Side by side in silence we walked, the maniac keeping half a step in my rear, and I knew all the while that he had his right hand in his side pocket. Now and then he indicated the way we should go, and then he led me across the Regent’s Park, and so through street after street till we reached Hyde Park Corner. We passed several policemen by the way, but, unfortunately, none of them suspected or even particularly noticed us. I dared not give an alarm or attract attention, for did I not know that that dreadful hand was still in that dreadful side pocket?

Presently my companion paused, and said, as though speaking to himself:

“A member of the Royal Family would be best.”

I was rather glad to hear this, because if he intended that an illustrious personage should be his victim he was likely to be disappointed. Royal Highnesses are not usually found walking about in the neighbourhood of their palaces at two o’clock in the morning.

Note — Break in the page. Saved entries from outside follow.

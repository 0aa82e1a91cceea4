use super::repository;
use chrono::{Duration, Utc};
use contracts::domain::a001_store_order::{
    is_legal, source_codes, OrderStatus, PartnerRef, StoreOrder,
};
use contracts::shared::api::{
    Pagination, StoreOverviewQuery, StoreOverviewResponse, DEFAULT_PAGE_SIZE, MAX_PAGE_SIZE,
};
use sea_orm::DatabaseConnection;
use std::collections::HashSet;
use uuid::Uuid;

use crate::shared::data::db::get_connection;

/// Ошибки смены статуса. Все, кроме `Storage`, вызваны запросом клиента.
#[derive(Debug, thiserror::Error)]
pub enum StatusUpdateError {
    #[error("Keine Bestellungen ausgewählt")]
    EmptyIds,
    #[error("Unbekannter Status: {0}")]
    UnknownStatus(String),
    #[error("Bestellung nicht gefunden: {0}")]
    NotFound(String),
    #[error("Statuswechsel von {from} nach {to} ist für Bestellung {id} nicht erlaubt")]
    IllegalTransition { id: String, from: String, to: String },
    #[error("Bestellungen wurden zwischenzeitlich geändert, bitte neu laden")]
    Conflict,
    #[error(transparent)]
    Storage(#[from] anyhow::Error),
}

impl StatusUpdateError {
    pub fn is_client_error(&self) -> bool {
        !matches!(self, StatusUpdateError::Storage(_))
    }
}

/// Приводит параметры списка к допустимым значениям:
/// page >= 1, limit в 1..=MAX_PAGE_SIZE, пустой поиск отбрасывается
pub fn normalize_query(
    page: Option<u32>,
    limit: Option<u32>,
    search: Option<&str>,
) -> StoreOverviewQuery {
    let page = page.unwrap_or(1).max(1);
    let limit = limit.unwrap_or(DEFAULT_PAGE_SIZE).clamp(1, MAX_PAGE_SIZE);
    StoreOverviewQuery::new(page, limit, search.unwrap_or(""))
}

/// Страница обзора заказов магазинов
pub async fn list_overview(query: &StoreOverviewQuery) -> anyhow::Result<StoreOverviewResponse> {
    let db = get_connection()?;
    let page = repository::list_page(db, query.search.as_deref(), query.page, query.limit).await?;

    tracing::debug!(
        "store overview: page={} limit={} search={:?} -> {} of {}",
        query.page,
        query.limit,
        query.search,
        page.items.len(),
        page.total
    );

    Ok(StoreOverviewResponse {
        success: true,
        data: page.items,
        pagination: Some(Pagination::new(query.page, query.limit, page.total)),
        message: None,
    })
}

/// Уникальные id в исходном порядке
fn dedup_ids(ids: &[String]) -> Vec<String> {
    let mut seen = HashSet::new();
    ids.iter()
        .filter(|id| seen.insert(id.as_str()))
        .cloned()
        .collect()
}

/// Проверка пакета: каждый id найден и может перейти в `target`
pub fn check_transitions(
    ids: &[String],
    found: &[StoreOrder],
    target: OrderStatus,
) -> Result<(), StatusUpdateError> {
    for id in ids {
        let order = found
            .iter()
            .find(|o| &o.id == id)
            .ok_or_else(|| StatusUpdateError::NotFound(id.clone()))?;

        if !is_legal(&order.status, target) {
            return Err(StatusUpdateError::IllegalTransition {
                id: id.clone(),
                from: order.status.clone(),
                to: target.code().to_string(),
            });
        }
    }
    Ok(())
}

/// Смена статуса для набора заказов. Всё или ничего: при любой ошибке
/// проверки ни один заказ не меняется.
pub async fn update_status(ids: &[String], status: &str) -> Result<u64, StatusUpdateError> {
    let ids = dedup_ids(ids);
    if ids.is_empty() {
        return Err(StatusUpdateError::EmptyIds);
    }
    let target = OrderStatus::from_code(status)
        .ok_or_else(|| StatusUpdateError::UnknownStatus(status.to_string()))?;

    update_status_on(get_connection()?, &ids, target).await
}

async fn update_status_on(
    db: &DatabaseConnection,
    ids: &[String],
    target: OrderStatus,
) -> Result<u64, StatusUpdateError> {
    let found = repository::get_by_ids(db, ids).await?;
    check_transitions(ids, &found, target)?;

    // проверка выше даёт понятную ошибку; атомарность обеспечивает условный UPDATE
    let applied =
        repository::update_status_from(db, ids, &source_codes(target), target.code()).await?;
    if !applied {
        tracing::warn!("Concurrent status change detected for {:?}", ids);
        return Err(StatusUpdateError::Conflict);
    }

    tracing::info!("Status of {} order(s) set to {}", ids.len(), target.code());
    Ok(ids.len() as u64)
}

/// Вставка тестовых данных
pub async fn insert_test_data() -> anyhow::Result<usize> {
    let partners = [
        ("p-berg", "Orthopädie Schuhhaus Berg", Some("info@schuhhaus-berg.de")),
        ("p-lauf", "LaufWerk Sanitätshaus", Some("bestellung@laufwerk.de")),
        ("p-fuss", "Fußpunkt Filiale Mitte", None),
        ("p-stein", "Steinmann Orthopädietechnik", Some("service@steinmann-ot.de")),
    ];
    let statuses = OrderStatus::all();
    let sizes = ["38", "39", "40", "41", "42", "43", "44", "45"];

    let db = get_connection()?;
    let now = Utc::now();
    let count = 24;
    for i in 0..count {
        let (partner_id, partner_name, partner_email) = partners[i % partners.len()];
        let order = StoreOrder {
            id: Uuid::new_v4().to_string(),
            status: statuses[i % statuses.len()].code().to_string(),
            created_at: now - Duration::hours(i as i64 * 7),
            partner: Some(PartnerRef {
                id: partner_id.to_string(),
                name: partner_name.to_string(),
                email: partner_email.map(String::from),
            }),
            size: Some(sizes[i % sizes.len()].to_string()),
            length: Some(format!("{} mm", 240 + (i % 8) * 5)),
            quantity: (i % 3) as i32 + 1,
        };
        repository::insert(db, &order).await?;
    }

    tracing::info!(
        "Inserted {} demo orders, total now {}",
        count,
        repository::count_all(db).await?
    );
    Ok(count)
}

Thus we rambled to and fro near Buckingham and St. James’s Palaces and Marlborough House, need I say with no result? Not a single Prince was to be seen anywhere, and my companion seemed slightly disgusted.

“Hum!” he muttered. “They are hiding. Let us go now to Downing Street.”

He evidently thought that, failing Royalty, his next best course would be to slay a Cabinet Minister. But neither the Premier nor any of the Secretaries of State happened to be abroad at that hour.

Our walk down Whitehall proving uneventful, the madman next suggested that we should “try the Houses of Parliament.” Here the position seemed more dangerous. The House of Commons could not have long adjourned—it was in the days of late sittings—and it was quite possible that some belated M.P. might be on his way home.

Presently, indeed, my companion made a remark that filled me with horror.